*DATA FOR THE TASK*:
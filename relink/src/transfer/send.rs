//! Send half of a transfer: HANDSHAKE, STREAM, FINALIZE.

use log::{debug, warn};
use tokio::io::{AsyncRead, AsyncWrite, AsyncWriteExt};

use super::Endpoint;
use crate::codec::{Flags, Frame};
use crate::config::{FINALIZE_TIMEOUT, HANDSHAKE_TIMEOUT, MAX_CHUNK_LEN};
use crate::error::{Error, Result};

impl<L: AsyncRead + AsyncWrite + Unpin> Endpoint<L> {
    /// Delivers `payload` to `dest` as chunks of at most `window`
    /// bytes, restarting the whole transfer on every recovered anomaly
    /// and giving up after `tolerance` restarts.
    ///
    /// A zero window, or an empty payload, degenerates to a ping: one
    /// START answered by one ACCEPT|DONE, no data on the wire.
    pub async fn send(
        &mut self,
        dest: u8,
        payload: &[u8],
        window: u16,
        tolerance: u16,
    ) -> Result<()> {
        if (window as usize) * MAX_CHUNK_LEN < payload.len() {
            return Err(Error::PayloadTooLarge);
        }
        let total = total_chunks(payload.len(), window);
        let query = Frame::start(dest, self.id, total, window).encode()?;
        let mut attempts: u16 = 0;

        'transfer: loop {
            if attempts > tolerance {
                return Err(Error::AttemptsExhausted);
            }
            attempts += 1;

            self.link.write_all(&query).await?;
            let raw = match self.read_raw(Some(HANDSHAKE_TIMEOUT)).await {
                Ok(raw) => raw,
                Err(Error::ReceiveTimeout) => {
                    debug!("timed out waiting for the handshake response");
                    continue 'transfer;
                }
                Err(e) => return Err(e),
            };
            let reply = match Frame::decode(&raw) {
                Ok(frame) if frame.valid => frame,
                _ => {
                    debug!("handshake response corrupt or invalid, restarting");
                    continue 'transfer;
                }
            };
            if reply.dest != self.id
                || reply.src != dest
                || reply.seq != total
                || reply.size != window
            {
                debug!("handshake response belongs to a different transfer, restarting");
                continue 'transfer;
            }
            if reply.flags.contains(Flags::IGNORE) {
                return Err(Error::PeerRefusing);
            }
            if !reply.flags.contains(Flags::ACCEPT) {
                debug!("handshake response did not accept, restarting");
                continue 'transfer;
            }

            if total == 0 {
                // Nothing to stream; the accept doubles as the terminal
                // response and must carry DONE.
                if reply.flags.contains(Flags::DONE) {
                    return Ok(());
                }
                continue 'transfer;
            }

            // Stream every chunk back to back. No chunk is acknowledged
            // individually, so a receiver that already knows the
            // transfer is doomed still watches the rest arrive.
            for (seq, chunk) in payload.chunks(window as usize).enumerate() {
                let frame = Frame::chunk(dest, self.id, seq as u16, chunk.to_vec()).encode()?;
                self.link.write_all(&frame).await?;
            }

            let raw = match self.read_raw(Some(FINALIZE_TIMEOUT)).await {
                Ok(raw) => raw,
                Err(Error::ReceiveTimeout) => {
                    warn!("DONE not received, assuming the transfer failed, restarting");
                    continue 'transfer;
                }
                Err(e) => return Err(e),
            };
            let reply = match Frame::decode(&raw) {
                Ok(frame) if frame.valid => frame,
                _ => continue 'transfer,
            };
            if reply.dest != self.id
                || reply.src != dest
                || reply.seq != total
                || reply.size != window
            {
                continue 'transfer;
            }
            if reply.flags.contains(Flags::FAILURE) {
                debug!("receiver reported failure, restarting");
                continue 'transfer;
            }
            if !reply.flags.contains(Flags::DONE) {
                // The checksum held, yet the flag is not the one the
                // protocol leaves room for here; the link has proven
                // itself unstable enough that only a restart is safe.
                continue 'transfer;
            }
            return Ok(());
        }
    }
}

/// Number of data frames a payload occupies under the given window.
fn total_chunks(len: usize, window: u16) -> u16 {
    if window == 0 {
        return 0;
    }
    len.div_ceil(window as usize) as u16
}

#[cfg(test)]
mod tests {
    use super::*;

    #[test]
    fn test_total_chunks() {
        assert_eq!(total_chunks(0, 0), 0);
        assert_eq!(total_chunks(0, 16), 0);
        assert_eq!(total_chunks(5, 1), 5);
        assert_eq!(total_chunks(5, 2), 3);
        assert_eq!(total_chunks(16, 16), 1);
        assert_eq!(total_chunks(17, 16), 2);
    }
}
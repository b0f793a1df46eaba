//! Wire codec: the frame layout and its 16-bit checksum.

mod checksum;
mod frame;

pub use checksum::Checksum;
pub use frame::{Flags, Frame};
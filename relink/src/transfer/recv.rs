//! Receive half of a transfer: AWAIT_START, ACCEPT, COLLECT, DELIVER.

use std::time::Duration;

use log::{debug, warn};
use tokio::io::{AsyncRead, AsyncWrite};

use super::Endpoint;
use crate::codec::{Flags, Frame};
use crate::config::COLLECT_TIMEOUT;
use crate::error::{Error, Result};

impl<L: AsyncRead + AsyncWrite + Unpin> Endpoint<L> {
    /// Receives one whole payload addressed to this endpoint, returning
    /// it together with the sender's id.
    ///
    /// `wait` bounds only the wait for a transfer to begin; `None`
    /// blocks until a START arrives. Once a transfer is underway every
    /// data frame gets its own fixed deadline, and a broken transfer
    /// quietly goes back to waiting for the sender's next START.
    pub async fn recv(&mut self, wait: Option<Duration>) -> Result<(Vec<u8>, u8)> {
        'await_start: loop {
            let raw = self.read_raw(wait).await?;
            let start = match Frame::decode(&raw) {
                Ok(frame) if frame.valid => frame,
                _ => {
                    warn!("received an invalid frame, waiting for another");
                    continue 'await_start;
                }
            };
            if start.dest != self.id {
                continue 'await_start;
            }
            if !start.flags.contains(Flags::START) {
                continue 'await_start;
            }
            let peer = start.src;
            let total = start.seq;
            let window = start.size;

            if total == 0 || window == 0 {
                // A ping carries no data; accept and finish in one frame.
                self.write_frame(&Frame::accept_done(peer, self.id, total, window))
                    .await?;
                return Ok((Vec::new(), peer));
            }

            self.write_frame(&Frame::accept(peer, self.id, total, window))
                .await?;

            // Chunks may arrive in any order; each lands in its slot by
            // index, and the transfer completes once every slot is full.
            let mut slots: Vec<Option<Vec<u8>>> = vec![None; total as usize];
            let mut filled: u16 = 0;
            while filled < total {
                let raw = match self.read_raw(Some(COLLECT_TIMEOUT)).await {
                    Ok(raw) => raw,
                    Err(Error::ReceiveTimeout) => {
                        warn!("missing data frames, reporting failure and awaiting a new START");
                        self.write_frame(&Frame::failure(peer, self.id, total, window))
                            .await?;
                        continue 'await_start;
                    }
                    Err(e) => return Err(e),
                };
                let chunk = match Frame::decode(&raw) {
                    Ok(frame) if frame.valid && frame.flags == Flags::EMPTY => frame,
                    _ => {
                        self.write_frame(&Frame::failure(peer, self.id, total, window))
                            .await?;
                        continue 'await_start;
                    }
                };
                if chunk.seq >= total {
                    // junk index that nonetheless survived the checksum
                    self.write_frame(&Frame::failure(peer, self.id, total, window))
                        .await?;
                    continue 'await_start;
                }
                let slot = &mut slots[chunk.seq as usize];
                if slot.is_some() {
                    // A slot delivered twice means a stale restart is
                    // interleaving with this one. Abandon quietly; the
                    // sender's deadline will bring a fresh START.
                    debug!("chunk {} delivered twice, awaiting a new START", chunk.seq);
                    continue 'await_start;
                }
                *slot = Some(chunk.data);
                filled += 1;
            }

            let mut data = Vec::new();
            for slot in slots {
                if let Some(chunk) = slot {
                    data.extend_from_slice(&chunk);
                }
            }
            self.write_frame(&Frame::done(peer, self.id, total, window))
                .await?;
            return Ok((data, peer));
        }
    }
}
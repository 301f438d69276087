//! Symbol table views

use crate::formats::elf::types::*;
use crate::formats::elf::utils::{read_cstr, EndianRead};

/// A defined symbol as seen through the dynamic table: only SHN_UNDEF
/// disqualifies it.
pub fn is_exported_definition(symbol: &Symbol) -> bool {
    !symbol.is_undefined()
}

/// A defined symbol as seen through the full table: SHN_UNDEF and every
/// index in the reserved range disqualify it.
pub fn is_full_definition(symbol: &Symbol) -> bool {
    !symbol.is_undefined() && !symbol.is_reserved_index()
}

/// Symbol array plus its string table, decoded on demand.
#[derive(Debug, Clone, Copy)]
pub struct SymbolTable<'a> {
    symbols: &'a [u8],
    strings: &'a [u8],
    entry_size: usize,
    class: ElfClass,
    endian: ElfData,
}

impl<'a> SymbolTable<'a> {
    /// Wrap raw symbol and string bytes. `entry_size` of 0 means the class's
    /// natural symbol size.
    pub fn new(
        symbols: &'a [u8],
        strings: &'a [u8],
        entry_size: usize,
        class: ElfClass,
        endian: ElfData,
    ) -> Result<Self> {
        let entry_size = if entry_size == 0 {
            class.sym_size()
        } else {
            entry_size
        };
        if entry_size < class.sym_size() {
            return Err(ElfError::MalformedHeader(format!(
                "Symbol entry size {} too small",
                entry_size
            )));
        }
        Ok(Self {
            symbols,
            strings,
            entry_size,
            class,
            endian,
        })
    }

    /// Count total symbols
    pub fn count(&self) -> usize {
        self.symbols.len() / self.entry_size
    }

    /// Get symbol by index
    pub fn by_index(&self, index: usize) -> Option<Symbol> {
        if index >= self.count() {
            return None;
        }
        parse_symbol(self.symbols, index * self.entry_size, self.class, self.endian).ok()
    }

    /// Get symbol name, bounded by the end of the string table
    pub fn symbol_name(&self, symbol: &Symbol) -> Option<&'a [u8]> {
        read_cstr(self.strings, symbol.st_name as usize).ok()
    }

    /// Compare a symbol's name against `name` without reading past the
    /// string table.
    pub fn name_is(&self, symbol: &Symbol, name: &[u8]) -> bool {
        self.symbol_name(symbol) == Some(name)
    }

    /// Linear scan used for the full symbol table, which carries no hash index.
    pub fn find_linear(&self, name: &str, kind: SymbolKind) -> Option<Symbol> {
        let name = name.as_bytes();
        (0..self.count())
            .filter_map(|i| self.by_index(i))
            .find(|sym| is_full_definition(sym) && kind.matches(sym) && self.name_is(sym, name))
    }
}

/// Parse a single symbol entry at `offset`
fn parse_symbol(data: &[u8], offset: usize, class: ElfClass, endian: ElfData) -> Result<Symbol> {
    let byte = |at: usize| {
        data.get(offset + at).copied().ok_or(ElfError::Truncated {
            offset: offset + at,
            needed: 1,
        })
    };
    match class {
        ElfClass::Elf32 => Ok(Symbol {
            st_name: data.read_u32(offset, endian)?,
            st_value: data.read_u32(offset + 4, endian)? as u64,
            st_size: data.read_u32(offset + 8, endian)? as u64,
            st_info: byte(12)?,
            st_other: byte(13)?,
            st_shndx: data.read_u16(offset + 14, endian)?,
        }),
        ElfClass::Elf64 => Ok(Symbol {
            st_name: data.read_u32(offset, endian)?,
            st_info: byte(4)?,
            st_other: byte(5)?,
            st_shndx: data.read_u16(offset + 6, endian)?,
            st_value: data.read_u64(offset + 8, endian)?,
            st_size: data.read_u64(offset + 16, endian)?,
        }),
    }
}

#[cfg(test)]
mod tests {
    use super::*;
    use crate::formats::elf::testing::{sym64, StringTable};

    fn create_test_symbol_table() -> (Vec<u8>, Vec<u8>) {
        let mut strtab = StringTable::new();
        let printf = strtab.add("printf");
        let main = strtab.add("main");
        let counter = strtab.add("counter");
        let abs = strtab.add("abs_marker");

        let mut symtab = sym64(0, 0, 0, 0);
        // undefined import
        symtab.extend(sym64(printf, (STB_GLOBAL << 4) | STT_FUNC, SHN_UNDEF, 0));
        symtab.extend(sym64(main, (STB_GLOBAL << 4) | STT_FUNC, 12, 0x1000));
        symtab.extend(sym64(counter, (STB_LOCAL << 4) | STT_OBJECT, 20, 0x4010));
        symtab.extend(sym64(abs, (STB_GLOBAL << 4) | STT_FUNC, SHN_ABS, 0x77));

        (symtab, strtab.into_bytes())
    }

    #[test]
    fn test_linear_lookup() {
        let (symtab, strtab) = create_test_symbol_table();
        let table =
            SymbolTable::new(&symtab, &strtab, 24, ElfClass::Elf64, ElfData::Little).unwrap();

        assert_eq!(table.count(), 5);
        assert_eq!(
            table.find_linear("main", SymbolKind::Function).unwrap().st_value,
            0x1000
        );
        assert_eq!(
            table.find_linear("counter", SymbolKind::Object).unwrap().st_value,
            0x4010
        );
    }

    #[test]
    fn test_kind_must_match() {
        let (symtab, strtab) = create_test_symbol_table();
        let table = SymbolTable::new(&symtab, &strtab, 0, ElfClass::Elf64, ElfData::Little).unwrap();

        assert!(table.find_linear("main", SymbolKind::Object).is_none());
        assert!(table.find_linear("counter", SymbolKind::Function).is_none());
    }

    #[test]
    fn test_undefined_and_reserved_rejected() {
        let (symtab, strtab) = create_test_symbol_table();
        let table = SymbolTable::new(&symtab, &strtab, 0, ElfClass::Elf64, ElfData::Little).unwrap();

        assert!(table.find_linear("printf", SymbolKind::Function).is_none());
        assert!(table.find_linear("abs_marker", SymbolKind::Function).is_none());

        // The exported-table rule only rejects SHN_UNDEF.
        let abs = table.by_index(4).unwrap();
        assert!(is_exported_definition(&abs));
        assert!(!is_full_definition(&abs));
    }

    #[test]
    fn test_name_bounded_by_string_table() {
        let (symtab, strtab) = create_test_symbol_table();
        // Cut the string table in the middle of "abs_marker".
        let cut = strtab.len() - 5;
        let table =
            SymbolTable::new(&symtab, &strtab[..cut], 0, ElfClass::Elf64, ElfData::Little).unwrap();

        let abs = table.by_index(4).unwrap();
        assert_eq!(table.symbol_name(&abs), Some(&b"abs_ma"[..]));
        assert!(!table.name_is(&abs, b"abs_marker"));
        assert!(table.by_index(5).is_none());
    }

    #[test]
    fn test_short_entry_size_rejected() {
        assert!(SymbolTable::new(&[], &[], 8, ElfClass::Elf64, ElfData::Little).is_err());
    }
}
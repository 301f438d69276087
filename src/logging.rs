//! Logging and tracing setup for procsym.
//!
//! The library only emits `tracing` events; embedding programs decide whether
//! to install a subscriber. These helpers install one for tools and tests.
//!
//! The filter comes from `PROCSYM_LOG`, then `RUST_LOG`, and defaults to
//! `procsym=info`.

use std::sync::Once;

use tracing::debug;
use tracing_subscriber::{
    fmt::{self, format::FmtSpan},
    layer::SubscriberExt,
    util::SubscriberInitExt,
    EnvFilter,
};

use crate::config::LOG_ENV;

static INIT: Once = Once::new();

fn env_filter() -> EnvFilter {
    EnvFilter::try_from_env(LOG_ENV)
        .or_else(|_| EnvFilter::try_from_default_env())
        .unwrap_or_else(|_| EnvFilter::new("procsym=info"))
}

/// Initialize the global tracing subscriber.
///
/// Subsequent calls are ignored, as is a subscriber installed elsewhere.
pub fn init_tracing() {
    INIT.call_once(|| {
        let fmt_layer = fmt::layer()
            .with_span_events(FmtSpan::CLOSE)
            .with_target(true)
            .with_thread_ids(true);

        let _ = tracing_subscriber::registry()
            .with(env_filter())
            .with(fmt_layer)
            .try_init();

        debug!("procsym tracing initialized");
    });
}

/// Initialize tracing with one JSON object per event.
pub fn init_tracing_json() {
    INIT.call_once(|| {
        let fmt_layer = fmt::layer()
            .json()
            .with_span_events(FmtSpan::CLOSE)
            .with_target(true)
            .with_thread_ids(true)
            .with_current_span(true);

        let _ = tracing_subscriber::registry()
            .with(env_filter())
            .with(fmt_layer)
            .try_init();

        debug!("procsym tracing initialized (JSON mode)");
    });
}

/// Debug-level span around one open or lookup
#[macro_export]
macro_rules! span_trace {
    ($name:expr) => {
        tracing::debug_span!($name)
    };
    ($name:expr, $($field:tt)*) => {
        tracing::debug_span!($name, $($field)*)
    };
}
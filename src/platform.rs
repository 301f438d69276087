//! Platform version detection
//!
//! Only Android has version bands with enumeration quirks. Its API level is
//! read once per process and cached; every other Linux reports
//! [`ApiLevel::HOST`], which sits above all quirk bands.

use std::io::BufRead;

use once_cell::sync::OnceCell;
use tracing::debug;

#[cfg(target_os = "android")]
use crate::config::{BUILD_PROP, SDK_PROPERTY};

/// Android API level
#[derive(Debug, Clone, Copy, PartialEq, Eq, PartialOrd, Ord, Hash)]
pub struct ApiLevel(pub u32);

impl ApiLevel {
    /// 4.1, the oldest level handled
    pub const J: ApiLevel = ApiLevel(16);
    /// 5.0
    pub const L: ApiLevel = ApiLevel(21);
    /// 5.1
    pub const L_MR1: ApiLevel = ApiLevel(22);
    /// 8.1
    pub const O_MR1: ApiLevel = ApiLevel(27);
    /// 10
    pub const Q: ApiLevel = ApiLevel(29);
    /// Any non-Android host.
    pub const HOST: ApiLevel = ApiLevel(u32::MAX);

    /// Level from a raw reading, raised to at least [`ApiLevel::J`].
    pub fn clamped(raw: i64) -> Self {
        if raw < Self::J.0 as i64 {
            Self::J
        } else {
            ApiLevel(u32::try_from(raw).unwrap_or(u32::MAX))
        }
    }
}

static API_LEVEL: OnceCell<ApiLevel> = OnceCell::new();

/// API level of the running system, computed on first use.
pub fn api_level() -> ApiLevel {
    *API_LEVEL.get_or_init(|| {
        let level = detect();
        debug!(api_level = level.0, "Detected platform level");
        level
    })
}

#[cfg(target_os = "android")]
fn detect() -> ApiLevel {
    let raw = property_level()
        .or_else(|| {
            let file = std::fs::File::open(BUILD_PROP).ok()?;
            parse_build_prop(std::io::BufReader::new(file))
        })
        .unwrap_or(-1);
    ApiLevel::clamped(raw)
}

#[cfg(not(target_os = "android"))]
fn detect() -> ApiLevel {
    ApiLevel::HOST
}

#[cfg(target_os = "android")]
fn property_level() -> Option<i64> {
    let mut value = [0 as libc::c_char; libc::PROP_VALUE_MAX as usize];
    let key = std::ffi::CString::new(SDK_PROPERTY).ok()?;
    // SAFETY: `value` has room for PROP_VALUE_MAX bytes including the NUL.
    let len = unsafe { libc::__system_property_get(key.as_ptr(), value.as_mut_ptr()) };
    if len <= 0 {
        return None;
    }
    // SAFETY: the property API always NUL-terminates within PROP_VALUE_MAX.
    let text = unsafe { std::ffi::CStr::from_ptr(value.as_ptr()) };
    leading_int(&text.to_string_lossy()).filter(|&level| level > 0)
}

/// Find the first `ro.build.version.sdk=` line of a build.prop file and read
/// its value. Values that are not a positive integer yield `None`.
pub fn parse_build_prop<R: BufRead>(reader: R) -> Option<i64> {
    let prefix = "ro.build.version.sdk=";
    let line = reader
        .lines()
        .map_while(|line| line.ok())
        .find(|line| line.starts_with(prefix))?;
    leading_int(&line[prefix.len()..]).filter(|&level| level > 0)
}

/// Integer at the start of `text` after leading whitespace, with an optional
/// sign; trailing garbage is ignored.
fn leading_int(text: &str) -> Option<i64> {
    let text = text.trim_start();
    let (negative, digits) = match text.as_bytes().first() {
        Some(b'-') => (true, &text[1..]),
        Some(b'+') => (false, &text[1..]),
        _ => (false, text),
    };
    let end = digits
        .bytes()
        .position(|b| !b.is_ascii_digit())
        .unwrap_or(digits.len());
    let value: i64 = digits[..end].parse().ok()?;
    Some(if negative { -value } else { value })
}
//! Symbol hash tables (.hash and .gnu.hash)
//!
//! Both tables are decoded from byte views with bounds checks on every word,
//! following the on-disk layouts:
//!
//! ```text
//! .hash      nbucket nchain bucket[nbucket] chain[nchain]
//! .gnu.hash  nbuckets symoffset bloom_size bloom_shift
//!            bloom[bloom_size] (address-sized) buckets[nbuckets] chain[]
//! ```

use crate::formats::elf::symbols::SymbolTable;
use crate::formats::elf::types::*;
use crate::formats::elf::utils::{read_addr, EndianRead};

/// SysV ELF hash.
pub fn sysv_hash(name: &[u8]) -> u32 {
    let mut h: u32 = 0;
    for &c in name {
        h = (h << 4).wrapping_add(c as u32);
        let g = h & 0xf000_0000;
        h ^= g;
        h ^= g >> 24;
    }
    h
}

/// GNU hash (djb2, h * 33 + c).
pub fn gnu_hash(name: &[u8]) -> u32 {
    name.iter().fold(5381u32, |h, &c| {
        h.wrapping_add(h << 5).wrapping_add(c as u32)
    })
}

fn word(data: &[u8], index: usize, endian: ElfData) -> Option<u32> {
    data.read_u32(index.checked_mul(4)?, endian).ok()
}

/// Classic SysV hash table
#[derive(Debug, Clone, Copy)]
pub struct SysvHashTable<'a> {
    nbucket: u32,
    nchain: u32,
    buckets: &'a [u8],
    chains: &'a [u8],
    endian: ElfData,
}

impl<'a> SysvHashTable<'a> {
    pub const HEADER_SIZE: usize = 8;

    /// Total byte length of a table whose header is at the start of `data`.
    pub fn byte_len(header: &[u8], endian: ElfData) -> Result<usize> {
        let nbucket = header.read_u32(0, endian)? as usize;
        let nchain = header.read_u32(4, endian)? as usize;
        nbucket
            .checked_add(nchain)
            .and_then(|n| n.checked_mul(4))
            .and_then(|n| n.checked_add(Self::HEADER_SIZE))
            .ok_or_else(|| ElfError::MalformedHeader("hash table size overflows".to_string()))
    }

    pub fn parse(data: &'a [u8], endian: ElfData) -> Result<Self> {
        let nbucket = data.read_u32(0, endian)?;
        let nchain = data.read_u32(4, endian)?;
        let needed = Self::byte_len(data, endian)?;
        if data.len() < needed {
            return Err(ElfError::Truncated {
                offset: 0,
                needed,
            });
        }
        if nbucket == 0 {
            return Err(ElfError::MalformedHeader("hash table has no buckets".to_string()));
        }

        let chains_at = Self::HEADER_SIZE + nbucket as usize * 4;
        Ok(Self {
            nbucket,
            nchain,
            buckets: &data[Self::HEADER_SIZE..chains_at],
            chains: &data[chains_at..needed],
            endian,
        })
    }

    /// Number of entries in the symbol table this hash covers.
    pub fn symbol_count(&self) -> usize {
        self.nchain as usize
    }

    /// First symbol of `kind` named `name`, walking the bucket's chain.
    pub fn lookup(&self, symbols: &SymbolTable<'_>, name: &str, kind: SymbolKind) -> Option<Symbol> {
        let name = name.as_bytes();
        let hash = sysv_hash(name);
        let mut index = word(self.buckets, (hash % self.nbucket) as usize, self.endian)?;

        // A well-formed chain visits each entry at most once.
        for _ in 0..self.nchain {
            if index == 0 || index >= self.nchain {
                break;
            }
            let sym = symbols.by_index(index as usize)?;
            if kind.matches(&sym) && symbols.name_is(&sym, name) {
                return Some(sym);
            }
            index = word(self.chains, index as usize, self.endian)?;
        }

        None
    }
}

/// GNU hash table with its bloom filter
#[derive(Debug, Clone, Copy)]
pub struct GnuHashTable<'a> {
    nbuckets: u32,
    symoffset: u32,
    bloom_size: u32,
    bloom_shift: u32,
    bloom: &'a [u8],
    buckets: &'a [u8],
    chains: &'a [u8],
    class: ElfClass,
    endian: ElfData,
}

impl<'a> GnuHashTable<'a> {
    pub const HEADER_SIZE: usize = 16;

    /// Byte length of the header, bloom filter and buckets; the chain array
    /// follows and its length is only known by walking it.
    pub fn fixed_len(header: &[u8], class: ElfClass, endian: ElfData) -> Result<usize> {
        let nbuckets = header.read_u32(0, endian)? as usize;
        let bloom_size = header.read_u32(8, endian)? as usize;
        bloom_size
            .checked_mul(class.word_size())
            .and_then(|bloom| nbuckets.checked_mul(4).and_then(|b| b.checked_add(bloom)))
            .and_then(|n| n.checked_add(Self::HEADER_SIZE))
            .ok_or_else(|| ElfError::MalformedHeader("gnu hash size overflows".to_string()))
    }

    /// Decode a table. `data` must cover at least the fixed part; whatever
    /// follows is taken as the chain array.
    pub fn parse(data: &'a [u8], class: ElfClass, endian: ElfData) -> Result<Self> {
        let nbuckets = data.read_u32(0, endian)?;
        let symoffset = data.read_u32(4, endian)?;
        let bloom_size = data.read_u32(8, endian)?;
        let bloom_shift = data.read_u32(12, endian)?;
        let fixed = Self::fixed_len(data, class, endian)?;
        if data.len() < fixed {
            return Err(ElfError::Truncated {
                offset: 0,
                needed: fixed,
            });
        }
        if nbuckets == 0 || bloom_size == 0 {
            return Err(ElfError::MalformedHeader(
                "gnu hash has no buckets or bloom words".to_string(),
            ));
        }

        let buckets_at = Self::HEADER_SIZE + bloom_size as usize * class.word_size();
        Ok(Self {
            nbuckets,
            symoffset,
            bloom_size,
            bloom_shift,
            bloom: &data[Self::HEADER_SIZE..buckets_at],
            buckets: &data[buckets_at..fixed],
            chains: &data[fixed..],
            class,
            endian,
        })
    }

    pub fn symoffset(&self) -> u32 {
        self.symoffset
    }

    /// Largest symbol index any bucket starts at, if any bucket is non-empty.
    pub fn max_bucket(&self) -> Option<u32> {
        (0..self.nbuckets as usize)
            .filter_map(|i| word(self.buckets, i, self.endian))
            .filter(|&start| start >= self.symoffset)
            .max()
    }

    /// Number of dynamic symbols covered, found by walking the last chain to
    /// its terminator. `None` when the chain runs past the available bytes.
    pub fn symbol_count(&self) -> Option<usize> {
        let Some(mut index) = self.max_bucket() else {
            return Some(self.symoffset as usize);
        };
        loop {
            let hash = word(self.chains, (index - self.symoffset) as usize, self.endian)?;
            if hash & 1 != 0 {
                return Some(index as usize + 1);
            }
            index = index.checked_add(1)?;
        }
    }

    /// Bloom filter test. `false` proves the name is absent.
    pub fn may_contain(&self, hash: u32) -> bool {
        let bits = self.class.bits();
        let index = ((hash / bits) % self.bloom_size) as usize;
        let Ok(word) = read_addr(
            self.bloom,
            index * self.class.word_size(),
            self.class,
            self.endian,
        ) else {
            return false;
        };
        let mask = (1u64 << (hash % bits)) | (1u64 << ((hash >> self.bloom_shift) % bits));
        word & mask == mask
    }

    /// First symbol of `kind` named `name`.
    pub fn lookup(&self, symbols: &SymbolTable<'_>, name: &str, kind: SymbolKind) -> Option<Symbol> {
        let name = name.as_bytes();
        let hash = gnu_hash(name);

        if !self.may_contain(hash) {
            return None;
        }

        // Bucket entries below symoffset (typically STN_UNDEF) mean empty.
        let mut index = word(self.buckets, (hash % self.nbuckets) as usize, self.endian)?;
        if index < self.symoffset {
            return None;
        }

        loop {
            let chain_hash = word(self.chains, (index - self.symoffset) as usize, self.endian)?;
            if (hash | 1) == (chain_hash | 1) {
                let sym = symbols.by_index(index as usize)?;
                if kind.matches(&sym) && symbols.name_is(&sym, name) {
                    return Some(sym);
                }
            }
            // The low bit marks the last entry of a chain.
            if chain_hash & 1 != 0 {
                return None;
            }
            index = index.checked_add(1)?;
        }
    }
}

*EXERCISE REQUIREMENTS*:
Starting at the first line of the entries above, please extract each line up to and including the line with "as chunks of", unchanged, and add nothing.

*TASK SOLUTION*:
filename relink/src/transfer/send.rs
//! Send half of a transfer: HANDSHAKE, STREAM, FINALIZE.

use log::{debug, warn};
use tokio::io::{AsyncRead, AsyncWrite, AsyncWriteExt};

use super::Endpoint;
use crate::codec::{Flags, Frame};
use crate::config::{FINALIZE_TIMEOUT, HANDSHAKE_TIMEOUT, MAX_CHUNK_LEN};
use crate::error::{Error, Result};

impl<L: AsyncRead + AsyncWrite + Unpin> Endpoint<L> {
    /// Delivers `payload` to `dest` as chunks of at most `window`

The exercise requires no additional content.